Mindfulness During COVID-19

Karen Dionesotes, M.D. , Sahar Jahed, Neda Gould, Ph.D.


  • What is COVID-19?
    • COVID-19, also known as 2019-nCoV or SARS-CoV-2, is a positive sense, single-strand enveloped RNA virus of the family Coronaviridae that is the cause of the pandemic in late 2019 and currently ongoing in 2020. It primarily causes upper and lower respiratory tract infections.
      • More serious infections can end up with patients being intubated, on dialysis, and in an intensive care unit.
  • What is stress?
    • The body’s response to a physical or emotional demand
    • A universal experience that may be due to daily responsibilities (i.e., school, work, family), a negative change (i.e., losing a job, divorce, or illness); or a traumatic event (i.e., viral pandemic, war, assault, or natural disaster)

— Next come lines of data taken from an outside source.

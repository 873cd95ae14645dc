use std::sync::{
    atomic::{AtomicI64, Ordering},
    Mutex as StdMutex,
};

use anyhow::anyhow;

use super::*;

#[derive(Clone)]
enum ScriptedSubmit {
    Saved(Value),
    Rejected(ValidationErrors),
    Transport(String),
}

struct ScriptedSubmitter {
    outcome: ScriptedSubmit,
    submitted: StdMutex<Vec<Value>>,
}

impl ScriptedSubmitter {
    fn saved(value: Value) -> Arc<Self> {
        Arc::new(Self {
            outcome: ScriptedSubmit::Saved(value),
            submitted: StdMutex::new(Vec::new()),
        })
    }

    fn rejected(errors: ValidationErrors) -> Arc<Self> {
        Arc::new(Self {
            outcome: ScriptedSubmit::Rejected(errors),
            submitted: StdMutex::new(Vec::new()),
        })
    }

    fn transport_failure(message: &str) -> Arc<Self> {
        Arc::new(Self {
            outcome: ScriptedSubmit::Transport(message.to_string()),
            submitted: StdMutex::new(Vec::new()),
        })
    }
}

#[async_trait]
impl FormSubmitter for ScriptedSubmitter {
    async fn submit(&self, values: &Value) -> anyhow::Result<SubmitOutcome> {
        self.submitted.lock().expect("submitted").push(values.clone());
        match self.outcome.clone() {
            ScriptedSubmit::Saved(value) => Ok(SubmitOutcome::Saved(value)),
            ScriptedSubmit::Rejected(errors) => Ok(SubmitOutcome::Rejected(errors)),
            ScriptedSubmit::Transport(message) => Err(anyhow!(message)),
        }
    }
}

struct ScriptedUploader {
    fail_on: Option<String>,
    next_id: AtomicI64,
    uploaded: StdMutex<Vec<String>>,
}

impl ScriptedUploader {
    fn ok() -> Arc<Self> {
        Arc::new(Self {
            fail_on: None,
            next_id: AtomicI64::new(1),
            uploaded: StdMutex::new(Vec::new()),
        })
    }

    fn failing_on(filename: &str) -> Arc<Self> {
        Arc::new(Self {
            fail_on: Some(filename.to_string()),
            next_id: AtomicI64::new(1),
            uploaded: StdMutex::new(Vec::new()),
        })
    }
}

#[async_trait]
impl FileUploader for ScriptedUploader {
    async fn upload(&self, filename: &str, _bytes: &[u8]) -> anyhow::Result<FileId> {
        if self.fail_on.as_deref() == Some(filename) {
            return Err(anyhow!("storage rejected '{filename}'"));
        }
        self.uploaded
            .lock()
            .expect("uploaded")
            .push(filename.to_string());
        Ok(FileId(self.next_id.fetch_add(1, Ordering::SeqCst)))
    }
}

fn candidate_form() -> FormController {
    FormController::new(
        json!({
            "first_name": "Jane",
            "last_name": "Doe",
            "email": "jane@example.com",
            "phones": [
                { "id": 11, "number": "+1 555 0100" }
            ],
            "resumes": [],
        }),
        Arc::new(MissingFormSubmitter),
        Arc::new(MissingFileUploader),
    )
    .expect("form")
}

#[test]
fn add_then_remove_round_trips_the_array() {
    let mut form = candidate_form();
    let before = form.values().get("phones").cloned().expect("phones");

    let row = form
        .add_field_row("phones", json!({ "number": "" }))
        .expect("add");
    assert_eq!(form.values()["phones"].as_array().expect("rows").len(), 2);

    form.remove_field_row("phones", &row).expect("remove");
    assert_eq!(form.values()["phones"], before);
}

#[test]
fn added_rows_carry_a_string_local_id_and_no_server_id() {
    let mut form = candidate_form();
    let row = form
        .add_field_row("phones", json!({ "number": "+1 555 0101" }))
        .expect("add");

    let added = form.values()["phones"]
        .as_array()
        .expect("rows")
        .last()
        .cloned()
        .expect("added row");
    assert!(added.get("id").is_none());
    assert!(added["local_id"].is_string());
    assert_eq!(RowRef::of_row(&added).expect("identity"), row);
}

#[test]
fn default_row_object_with_server_id_is_rejected() {
    let mut form = candidate_form();
    let err = form
        .add_field_row("phones", json!({ "id": 99, "number": "" }))
        .expect_err("must reject");
    assert!(matches!(err, FormError::RowIdentity(_)));
}

#[test]
fn rows_are_removable_by_persisted_id() {
    let mut form = candidate_form();
    form.remove_field_row("phones", &RowRef::Persisted(11))
        .expect("remove");
    assert!(form.values()["phones"].as_array().expect("rows").is_empty());
}

#[test]
fn removing_an_unknown_row_errors() {
    let mut form = candidate_form();
    let err = form
        .remove_field_row("phones", &RowRef::Persisted(404))
        .expect_err("unknown row");
    assert_eq!(err, FormError::RowNotFound);
}

#[test]
fn row_identity_requires_exactly_one_of_id_and_local_id() {
    let draft = DraftId::fresh();
    let both = json!({ "id": 1, "local_id": draft.to_string() });
    assert!(matches!(
        RowRef::of_row(&both),
        Err(FormError::RowIdentity(_))
    ));

    let neither = json!({ "number": "+1 555 0100" });
    assert!(matches!(
        RowRef::of_row(&neither),
        Err(FormError::RowIdentity(_))
    ));

    let persisted = json!({ "id": 7 });
    assert_eq!(
        RowRef::of_row(&persisted).expect("persisted"),
        RowRef::Persisted(7)
    );
}

#[test]
fn set_value_addresses_nested_array_paths() {
    let mut form = candidate_form();
    form.set_value("phones[0].number", json!("+1 555 0199"))
        .expect("set");
    assert_eq!(
        form.value_at("phones[0].number").cloned(),
        Some(json!("+1 555 0199"))
    );
}

#[test]
fn set_value_autovivifies_intermediate_objects() {
    let mut form = candidate_form();
    form.set_value("address.city", json!("Riga")).expect("set");
    assert_eq!(form.value_at("address.city").cloned(), Some(json!("Riga")));
}

#[test]
fn set_value_rejects_out_of_bounds_index() {
    let mut form = candidate_form();
    let err = form
        .set_value("phones[5].number", json!("+1 555 0100"))
        .expect_err("out of bounds");
    assert!(matches!(err, FormError::IndexOutOfBounds { index: 5, .. }));
}

#[tokio::test]
async fn editing_a_field_clears_its_stale_server_error() {
    let submitter =
        ScriptedSubmitter::rejected(ValidationErrors::default().field("email", "already taken"));
    let mut form = FormController::new(
        json!({ "email": "jane@example.com" }),
        submitter,
        Arc::new(MissingFileUploader),
    )
    .expect("form");

    let status = form.submit().await.expect("submit");
    assert_eq!(status, SubmitStatus::Invalid);
    assert!(form.field_errors().contains_key("email"));

    form.set_value("email", json!("jane.doe@example.com"))
        .expect("set");
    assert!(!form.field_errors().contains_key("email"));
}

#[test]
fn dirty_tracking_and_reset() {
    let mut form = candidate_form();
    assert!(!form.is_dirty());

    form.set_value("first_name", json!("Janet")).expect("set");
    assert!(form.is_dirty());

    form.reset();
    assert!(!form.is_dirty());
    assert_eq!(form.value_at("first_name").cloned(), Some(json!("Jane")));
}

#[tokio::test]
async fn rejected_submit_maps_field_errors_and_keeps_values() {
    let errors = ValidationErrors::default()
        .field("email", "enter a valid email address")
        .non_field("candidate is archived");
    let submitter = ScriptedSubmitter::rejected(errors);
    let mut form = FormController::new(
        json!({ "email": "not-an-email" }),
        submitter,
        Arc::new(MissingFileUploader),
    )
    .expect("form");

    let status = form.submit().await.expect("submit");

    assert_eq!(status, SubmitStatus::Invalid);
    assert_eq!(
        form.field_errors().get("email"),
        Some(&vec!["enter a valid email address".to_string()])
    );
    assert_eq!(form.non_field_errors(), ["candidate is archived"]);
    assert_eq!(form.value_at("email").cloned(), Some(json!("not-an-email")));
}

#[tokio::test]
async fn saved_submit_rebaselines_and_clears_errors() {
    let saved = json!({ "id": 3, "email": "jane@example.com" });
    let submitter = ScriptedSubmitter::saved(saved.clone());
    let mut form = FormController::new(
        json!({ "email": "jane@example.com" }),
        submitter,
        Arc::new(MissingFileUploader),
    )
    .expect("form");
    form.set_value("email", json!("jane@example.com")).expect("set");

    let status = form.submit().await.expect("submit");

    assert_eq!(status, SubmitStatus::Saved);
    assert!(form.field_errors().is_empty());
    assert_eq!(form.values(), &saved);
    assert!(!form.is_dirty());
}

#[tokio::test]
async fn transport_failure_bypasses_the_field_error_channel() {
    let submitter = ScriptedSubmitter::transport_failure("connection refused");
    let mut form = FormController::new(
        json!({ "email": "jane@example.com" }),
        submitter,
        Arc::new(MissingFileUploader),
    )
    .expect("form");

    let err = form.submit().await.expect_err("transport error");
    assert!(err.to_string().contains("connection refused"));
    assert!(form.field_errors().is_empty());
    assert!(!form.is_submitting());
}

#[tokio::test]
async fn upload_batch_with_one_failure_keeps_the_successes() {
    let uploader = ScriptedUploader::failing_on("broken.pdf");
    let mut form = FormController::new(
        json!({ "resumes": [] }),
        Arc::new(MissingFormSubmitter),
        uploader.clone(),
    )
    .expect("form");

    let good = form
        .queue_upload("resumes", "cv.pdf", b"good".to_vec())
        .expect("queue");
    let bad = form
        .queue_upload("resumes", "broken.pdf", b"bad".to_vec())
        .expect("queue");

    let report = form.upload_pending().await;

    assert!(!report.all_stored());
    assert_eq!(report.stored, vec![good]);
    assert_eq!(report.failed.len(), 1);
    assert_eq!(report.failed[0].0, bad);
    assert_eq!(form.failed_uploads().len(), 1);

    let rows = form.values()["resumes"].as_array().expect("rows");
    assert_eq!(rows.len(), 2, "failed file row is kept for retry");
    assert_eq!(rows[0]["file_id"], json!(1), "stored file recorded in values");
    assert!(rows[1].get("file_id").is_none());
}

#[tokio::test]
async fn retry_after_failure_only_uploads_pending_slots() {
    let uploader = ScriptedUploader::failing_on("broken.pdf");
    let mut form = FormController::new(
        json!({ "resumes": [] }),
        Arc::new(MissingFormSubmitter),
        uploader.clone(),
    )
    .expect("form");

    form.queue_upload("resumes", "cv.pdf", b"good".to_vec())
        .expect("queue");
    form.queue_upload("resumes", "broken.pdf", b"bad".to_vec())
        .expect("queue");

    form.upload_pending().await;
    let report = form.upload_pending().await;

    assert!(report.stored.is_empty(), "stored slots are not re-uploaded");
    assert_eq!(uploader.uploaded.lock().expect("uploaded").len(), 1);
}

#[tokio::test]
async fn saved_response_promotes_stored_drafts_to_persisted_rows() {
    let saved = json!({
        "id": 3,
        "resumes": [
            { "id": 40, "file_id": 1, "filename": "cv.pdf" }
        ],
    });
    let submitter = ScriptedSubmitter::saved(saved);
    let uploader = ScriptedUploader::ok();
    let mut form = FormController::new(
        json!({ "resumes": [] }),
        submitter,
        uploader,
    )
    .expect("form");

    let draft = form
        .queue_upload("resumes", "cv.pdf", b"content".to_vec())
        .expect("queue");
    assert!(matches!(draft, RowRef::Draft(_)));

    let report = form.upload_pending().await;
    assert!(report.all_stored());

    let status = form.submit().await.expect("submit");
    assert_eq!(status, SubmitStatus::Saved);

    let slot = &form.uploads()[0];
    assert_eq!(slot.row, RowRef::Persisted(40));
    assert_eq!(
        form.row_refs("resumes").expect("refs"),
        vec![RowRef::Persisted(40)]
    );
}
use chrono::{DateTime, Utc};
use serde::{Deserialize, Serialize};

use crate::domain::{
    CandidateId, CandidateStage, FileId, NotificationId, ResumeId, UserId, VacancyId, VacancyStatus,
};

/// One page of a remote collection as the API returns it.
#[derive(Debug, Clone, Serialize, Deserialize)]
pub struct Page<T> {
    pub results: Vec<T>,
    pub count: u64,
}

impl<T> Page<T> {
    pub fn empty() -> Self {
        Self {
            results: Vec::new(),
            count: 0,
        }
    }
}

#[derive(Debug, Clone, Serialize, Deserialize)]
pub struct NotificationSummary {
    pub notification_id: NotificationId,
    pub verb: String,
    pub actor: String,
    #[serde(default, skip_serializing_if = "Option::is_none")]
    pub target: Option<String>,
    pub unread: bool,
    pub timestamp: DateTime<Utc>,
}

#[derive(Debug, Clone, Serialize, Deserialize)]
pub struct CandidateSummary {
    pub candidate_id: CandidateId,
    pub first_name: String,
    pub last_name: String,
    #[serde(default, skip_serializing_if = "Option::is_none")]
    pub email: Option<String>,
    pub stage: CandidateStage,
    #[serde(default, skip_serializing_if = "Option::is_none")]
    pub vacancy_id: Option<VacancyId>,
    pub applied_at: DateTime<Utc>,
}

#[derive(Debug, Clone, Serialize, Deserialize)]
pub struct VacancySummary {
    pub vacancy_id: VacancyId,
    pub title: String,
    pub department: String,
    pub status: VacancyStatus,
    pub recruiter_id: UserId,
    pub opened_at: DateTime<Utc>,
}

#[derive(Debug, Clone, Serialize, Deserialize)]
pub struct ResumePayload {
    pub resume_id: ResumeId,
    pub file_id: FileId,
    pub filename: String,
    pub size_bytes: u64,
    #[serde(default, skip_serializing_if = "Option::is_none")]
    pub mime_type: Option<String>,
}
use std::collections::BTreeMap;

use serde::{Deserialize, Serialize};
use thiserror::Error;

#[derive(Debug, Clone, Serialize, Deserialize, PartialEq, Eq)]
#[serde(rename_all = "snake_case")]
pub enum ErrorCode {
    Unauthorized,
    Forbidden,
    NotFound,
    Validation,
    RateLimited,
    Internal,
}

#[derive(Debug, Clone, Serialize, Deserialize)]
pub struct ApiError {
    pub code: ErrorCode,
    pub message: String,
}

impl ApiError {
    pub fn new(code: ErrorCode, message: impl Into<String>) -> Self {
        Self {
            code,
            message: message.into(),
        }
    }
}

#[derive(Debug, Error)]
#[error("{code:?}: {message}")]
pub struct ApiException {
    pub code: ErrorCode,
    pub message: String,
}

impl ApiException {
    pub fn new(code: ErrorCode, message: impl Into<String>) -> Self {
        Self {
            code,
            message: message.into(),
        }
    }
}

impl From<ApiException> for ApiError {
    fn from(value: ApiException) -> Self {
        Self {
            code: value.code,
            message: value.message,
        }
    }
}

/// Body of a 400-class response: messages keyed by field name, plus
/// messages that apply to the submission as a whole.
#[derive(Debug, Clone, Default, Serialize, Deserialize, PartialEq, Eq)]
pub struct ValidationErrors {
    #[serde(default)]
    pub field_errors: BTreeMap<String, Vec<String>>,
    #[serde(default)]
    pub non_field_errors: Vec<String>,
}

impl ValidationErrors {
    pub fn is_empty(&self) -> bool {
        self.field_errors.is_empty() && self.non_field_errors.is_empty()
    }

    pub fn field(mut self, name: impl Into<String>, message: impl Into<String>) -> Self {
        self.field_errors
            .entry(name.into())
            .or_default()
            .push(message.into());
        self
    }

    pub fn non_field(mut self, message: impl Into<String>) -> Self {
        self.non_field_errors.push(message.into());
        self
    }
}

      • Traumatic events may be associated with distressing emotional and physical symptoms of stress such as fear or sadness, changes in sleep or eating patterns, irritability, fatigue, intrusive memories, hyperarousal, and tobacco and alcohol use.
  • What is the impact of stress on the body?
    • Chronic stress states are associated with symptoms such as decreased focus, impaired memory, irritability/anger, high blood pressure, high cholesterol, increased risk for heart attack and stroke, inflammation, decreased nutrient absorption, among others.
  • What is mindfulness?
    • Mindfulness meditation is “the awareness that emerges through paying attention, on purpose, in the present moment, and nonjudgmentally to the unfolding of experience moment by moment”.[1]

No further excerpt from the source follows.